## Problem requirements
Every line of the data is to be transcribed without error.
Exercise input Block Start
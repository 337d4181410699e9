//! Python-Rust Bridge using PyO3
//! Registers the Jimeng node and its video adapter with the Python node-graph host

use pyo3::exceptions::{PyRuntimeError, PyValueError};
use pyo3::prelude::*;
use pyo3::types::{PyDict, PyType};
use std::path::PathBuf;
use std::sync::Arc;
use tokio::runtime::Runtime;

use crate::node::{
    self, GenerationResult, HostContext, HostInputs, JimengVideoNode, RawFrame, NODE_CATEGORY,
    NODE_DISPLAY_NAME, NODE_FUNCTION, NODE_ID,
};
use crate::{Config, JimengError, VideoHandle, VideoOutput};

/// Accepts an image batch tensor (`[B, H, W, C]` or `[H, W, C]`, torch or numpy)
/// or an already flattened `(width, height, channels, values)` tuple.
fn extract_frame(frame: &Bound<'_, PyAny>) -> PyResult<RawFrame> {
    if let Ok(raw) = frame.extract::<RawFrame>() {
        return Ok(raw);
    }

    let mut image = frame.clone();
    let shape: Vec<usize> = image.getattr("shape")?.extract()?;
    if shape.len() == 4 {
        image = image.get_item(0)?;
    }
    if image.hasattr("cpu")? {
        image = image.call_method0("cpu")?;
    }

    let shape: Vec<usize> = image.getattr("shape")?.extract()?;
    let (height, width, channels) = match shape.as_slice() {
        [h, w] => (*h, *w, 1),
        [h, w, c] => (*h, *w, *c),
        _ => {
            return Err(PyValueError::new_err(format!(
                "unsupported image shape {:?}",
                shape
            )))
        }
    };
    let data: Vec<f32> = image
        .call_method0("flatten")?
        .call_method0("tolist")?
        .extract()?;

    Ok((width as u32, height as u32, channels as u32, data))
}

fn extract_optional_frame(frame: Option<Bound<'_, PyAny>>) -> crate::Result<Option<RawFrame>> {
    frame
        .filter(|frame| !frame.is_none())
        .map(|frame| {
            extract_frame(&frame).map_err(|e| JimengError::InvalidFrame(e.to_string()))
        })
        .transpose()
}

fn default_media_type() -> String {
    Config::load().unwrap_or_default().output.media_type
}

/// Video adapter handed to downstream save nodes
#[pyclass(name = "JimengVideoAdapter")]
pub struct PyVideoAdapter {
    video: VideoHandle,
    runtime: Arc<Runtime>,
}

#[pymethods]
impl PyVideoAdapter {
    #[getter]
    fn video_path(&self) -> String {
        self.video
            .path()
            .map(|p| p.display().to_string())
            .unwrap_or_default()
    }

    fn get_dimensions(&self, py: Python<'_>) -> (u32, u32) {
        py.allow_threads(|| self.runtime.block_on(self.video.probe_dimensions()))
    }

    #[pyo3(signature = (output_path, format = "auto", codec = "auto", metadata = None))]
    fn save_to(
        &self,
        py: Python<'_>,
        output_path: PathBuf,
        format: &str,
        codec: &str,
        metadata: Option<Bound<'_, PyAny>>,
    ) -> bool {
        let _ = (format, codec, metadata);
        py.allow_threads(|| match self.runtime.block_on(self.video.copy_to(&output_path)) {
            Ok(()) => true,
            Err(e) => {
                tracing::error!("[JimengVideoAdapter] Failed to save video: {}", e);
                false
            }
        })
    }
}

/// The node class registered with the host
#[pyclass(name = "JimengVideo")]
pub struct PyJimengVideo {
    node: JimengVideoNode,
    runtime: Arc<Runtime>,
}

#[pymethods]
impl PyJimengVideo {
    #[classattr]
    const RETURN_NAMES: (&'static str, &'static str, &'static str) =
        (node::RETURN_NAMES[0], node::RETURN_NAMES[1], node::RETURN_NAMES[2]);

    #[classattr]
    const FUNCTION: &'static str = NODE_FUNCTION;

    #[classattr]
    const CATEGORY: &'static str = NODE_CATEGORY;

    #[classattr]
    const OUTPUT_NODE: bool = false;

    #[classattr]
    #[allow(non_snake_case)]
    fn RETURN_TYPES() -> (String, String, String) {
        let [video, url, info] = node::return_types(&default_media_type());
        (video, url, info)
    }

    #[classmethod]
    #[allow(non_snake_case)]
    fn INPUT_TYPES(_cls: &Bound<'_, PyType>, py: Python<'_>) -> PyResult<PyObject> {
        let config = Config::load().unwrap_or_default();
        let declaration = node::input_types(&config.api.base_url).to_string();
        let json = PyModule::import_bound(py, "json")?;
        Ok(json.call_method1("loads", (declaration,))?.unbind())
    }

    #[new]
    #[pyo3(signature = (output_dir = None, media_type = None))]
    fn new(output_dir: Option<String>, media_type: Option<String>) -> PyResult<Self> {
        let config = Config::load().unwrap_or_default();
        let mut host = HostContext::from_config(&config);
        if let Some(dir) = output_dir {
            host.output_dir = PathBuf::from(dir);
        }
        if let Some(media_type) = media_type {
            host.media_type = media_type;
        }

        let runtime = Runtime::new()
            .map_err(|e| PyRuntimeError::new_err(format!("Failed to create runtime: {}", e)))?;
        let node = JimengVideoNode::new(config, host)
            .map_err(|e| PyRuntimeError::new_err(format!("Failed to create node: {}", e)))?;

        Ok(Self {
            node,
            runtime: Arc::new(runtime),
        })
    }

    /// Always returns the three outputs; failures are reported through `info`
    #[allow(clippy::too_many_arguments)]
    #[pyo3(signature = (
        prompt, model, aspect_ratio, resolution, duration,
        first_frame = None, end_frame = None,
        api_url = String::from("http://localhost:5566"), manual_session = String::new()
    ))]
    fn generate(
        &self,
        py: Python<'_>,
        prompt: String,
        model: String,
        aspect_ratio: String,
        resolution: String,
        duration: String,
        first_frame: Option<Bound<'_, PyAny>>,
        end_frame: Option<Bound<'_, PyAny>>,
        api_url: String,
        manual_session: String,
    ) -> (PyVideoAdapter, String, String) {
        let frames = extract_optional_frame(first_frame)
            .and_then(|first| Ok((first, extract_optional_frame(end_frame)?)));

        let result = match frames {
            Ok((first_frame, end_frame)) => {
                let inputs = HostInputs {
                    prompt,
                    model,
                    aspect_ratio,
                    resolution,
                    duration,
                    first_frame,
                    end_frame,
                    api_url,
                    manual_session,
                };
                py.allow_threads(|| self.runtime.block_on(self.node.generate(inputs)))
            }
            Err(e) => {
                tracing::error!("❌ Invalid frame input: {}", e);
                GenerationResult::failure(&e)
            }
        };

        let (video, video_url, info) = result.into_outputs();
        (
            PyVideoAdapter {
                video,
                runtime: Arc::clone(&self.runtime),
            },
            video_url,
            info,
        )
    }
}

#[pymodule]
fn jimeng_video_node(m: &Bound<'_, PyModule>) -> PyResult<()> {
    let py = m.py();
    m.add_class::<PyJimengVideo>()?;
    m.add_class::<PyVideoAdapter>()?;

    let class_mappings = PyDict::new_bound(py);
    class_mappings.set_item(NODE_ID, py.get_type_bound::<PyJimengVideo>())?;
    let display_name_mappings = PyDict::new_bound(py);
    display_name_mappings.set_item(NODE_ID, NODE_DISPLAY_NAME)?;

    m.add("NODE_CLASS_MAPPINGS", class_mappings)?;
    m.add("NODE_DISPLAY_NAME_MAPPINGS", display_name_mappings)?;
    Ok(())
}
Exercise input Block End
## Answer space
repository 337d4181410699e9
//! Python-Rust Bridge using PyO3
//! Registers the Jimeng node and its video adapter with the Python node-graph host

use pyo3::exceptions::{PyRuntimeError, PyValueError};
use pyo3::prelude::*;
use pyo3::types::{PyDict, PyType};
use std::path::PathBuf;
use std::sync::Arc;
use tokio::runtime::Runtime;

use crate::node::{
    self, GenerationResult, HostContext, HostInputs, JimengVideoNode, RawFrame, NODE_CATEGORY,
    NODE_DISPLAY_NAME, NODE_FUNCTION, NODE_ID,
};
use crate::{Config, JimengError, VideoHandle, VideoOutput};

/// Accepts an image batch tensor (`[B, H, W, C]` or `[H, W, C]`, torch or numpy)
/// or an already flattened `(width, height, channels, values)` tuple.
fn extract_frame(frame: &Bound<'_, PyAny>) -> PyResult<RawFrame> {
    if let Ok(raw) = frame.extract::<RawFrame>() {
        return Ok(raw);
    }

    let mut image = frame.clone();
    let shape: Vec<usize> = image.getattr("shape")?.extract()?;
    if shape.len() == 4 {
        image = image.get_item(0)?;
    }
    if image.hasattr("cpu")? {
        image = image.call_method0("cpu")?;
    }

    let shape: Vec<usize> = image.getattr("shape")?.extract()?;
    let (height, width, channels) = match shape.as_slice() {
        [h, w] => (*h, *w, 1),
        [h, w, c] => (*h, *w, *c),
        _ => {
            return Err(PyValueError::new_err(format!(
                "unsupported image shape {:?}",
                shape
            )))
        }
    };
    let data: Vec<f32> = image
        .call_method0("flatten")?
        .call_method0("tolist")?
        .extract()?;

    Ok((width as u32, height as u32, channels as u32, data))
}

fn extract_optional_frame(frame: Option<Bound<'_, PyAny>>) -> crate::Result<Option<RawFrame>> {
    frame
        .filter(|frame| !frame.is_none())
        .map(|frame| {
            extract_frame(&frame).map_err(|e| JimengError::InvalidFrame(e.to_string()))
        })
        .transpose()
}

fn default_media_type() -> String {
    Config::load().unwrap_or_default().output.media_type
}

/// Video adapter handed to downstream save nodes
#[pyclass(name = "JimengVideoAdapter")]
pub struct PyVideoAdapter {
    video: VideoHandle,
    runtime: Arc<Runtime>,
}

#[pymethods]
impl PyVideoAdapter {
    #[getter]
    fn video_path(&self) -> String {
        self.video
            .path()
            .map(|p| p.display().to_string())
            .unwrap_or_default()
    }

    fn get_dimensions(&self, py: Python<'_>) -> (u32, u32) {
        py.allow_threads(|| self.runtime.block_on(self.video.probe_dimensions()))
    }

    #[pyo3(signature = (output_path, format = "auto", codec = "auto", metadata = None))]
    fn save_to(
        &self,
        py: Python<'_>,
        output_path: PathBuf,
        format: &str,
        codec: &str,
        metadata: Option<Bound<'_, PyAny>>,
    ) -> bool {
        let _ = (format, codec, metadata);
        py.allow_threads(|| match self.runtime.block_on(self.video.copy_to(&output_path)) {
            Ok(()) => true,
            Err(e) => {
                tracing::error!("[JimengVideoAdapter] Failed to save video: {}", e);
                false
            }
        })
    }
}

/// The node class registered with the host
#[pyclass(name = "JimengVideo")]
pub struct PyJimengVideo {
    node: JimengVideoNode,
    runtime: Arc<Runtime>,
}

#[pymethods]
impl PyJimengVideo {
    #[classattr]
    const RETURN_NAMES: (&'static str, &'static str, &'static str) =
        (node::RETURN_NAMES[0], node::RETURN_NAMES[1], node::RETURN_NAMES[2]);

    #[classattr]
    const FUNCTION: &'static str = NODE_FUNCTION;

    #[classattr]
    const CATEGORY: &'static str = NODE_CATEGORY;

    #[classattr]
    const OUTPUT_NODE: bool = false;

    #[classattr]
    #[allow(non_snake_case)]
    fn RETURN_TYPES() -> (String, String, String) {
        let [video, url, info] = node::return_types(&default_media_type());
        (video, url, info)
    }

    #[classmethod]
    #[allow(non_snake_case)]
    fn INPUT_TYPES(_cls: &Bound<'_, PyType>, py: Python<'_>) -> PyResult<PyObject> {
        let config = Config::load().unwrap_or_default();
        let declaration = node::input_types(&config.api.base_url).to_string();
        let json = PyModule::import_bound(py, "json")?;
        Ok(json.call_method1("loads", (declaration,))?.unbind())
    }

    #[new]
    #[pyo3(signature = (output_dir = None, media_type = None))]
    fn new(output_dir: Option<String>, media_type: Option<String>) -> PyResult<Self> {
        let config = Config::load().unwrap_or_default();
        let mut host = HostContext::from_config(&config);
        if let Some(dir) = output_dir {
            host.output_dir = PathBuf::from(dir);
        }
        if let Some(media_type) = media_type {
            host.media_type = media_type;
        }

        let runtime = Runtime::new()
            .map_err(|e| PyRuntimeError::new_err(format!("Failed to create runtime: {}", e)))?;
        let node = JimengVideoNode::new(config, host)
            .map_err(|e| PyRuntimeError::new_err(format!("Failed to create node: {}", e)))?;

        Ok(Self {
            node,
            runtime: Arc::new(runtime),
        })
    }

    /// Always returns the three outputs; failures are reported through `info`
    #[allow(clippy::too_many_arguments)]
    #[pyo3(signature = (
        prompt, model, aspect_ratio, resolution, duration,
        first_frame = None, end_frame = None,
        api_url = String::from("http://localhost:5566"), manual_session = String::new()
    ))]
    fn generate(
        &self,
        py: Python<'_>,
        prompt: String,
        model: String,
        aspect_ratio: String,
        resolution: String,
        duration: String,
        first_frame: Option<Bound<'_, PyAny>>,
        end_frame: Option<Bound<'_, PyAny>>,
        api_url: String,
        manual_session: String,
    ) -> (PyVideoAdapter, String, String) {
        let frames = extract_optional_frame(first_frame)
            .and_then(|first| Ok((first, extract_optional_frame(end_frame)?)));

        let result = match frames {
            Ok((first_frame, end_frame)) => {
                let inputs = HostInputs {
                    prompt,
                    model,
                    aspect_ratio,
                    resolution,
                    duration,
                    first_frame,
                    end_frame,
                    api_url,
                    manual_session,
                };
                py.allow_threads(|| self.runtime.block_on(self.node.generate(inputs)))
            }
            Err(e) => {
                tracing::error!("❌ Invalid frame input: {}", e);
                GenerationResult::failure(&e)
            }
        };

        let (video, video_url, info) = result.into_outputs();
        (
            PyVideoAdapter {
                video,
                runtime: Arc::clone(&self.runtime),
            },
            video_url,
            info,
        )
    }
}

#[pymodule]
fn jimeng_video_node(m: &Bound<'_, PyModule>) -> PyResult<()> {
    let py = m.py();
    m.add_class::<PyJimengVideo>()?;
    m.add_class::<PyVideoAdapter>()?;

    let class_mappings = PyDict::new_bound(py);
    class_mappings.set_item(NODE_ID, py.get_type_bound::<PyJimengVideo>())?;
    let display_name_mappings = PyDict::new_bound(py);
    display_name_mappings.set_item(NODE_ID, NODE_DISPLAY_NAME)?;

    m.add("NODE_CLASS_MAPPINGS", class_mappings)?;
    m.add("NODE_DISPLAY_NAME_MAPPINGS", display_name_mappings)?;
    Ok(())
}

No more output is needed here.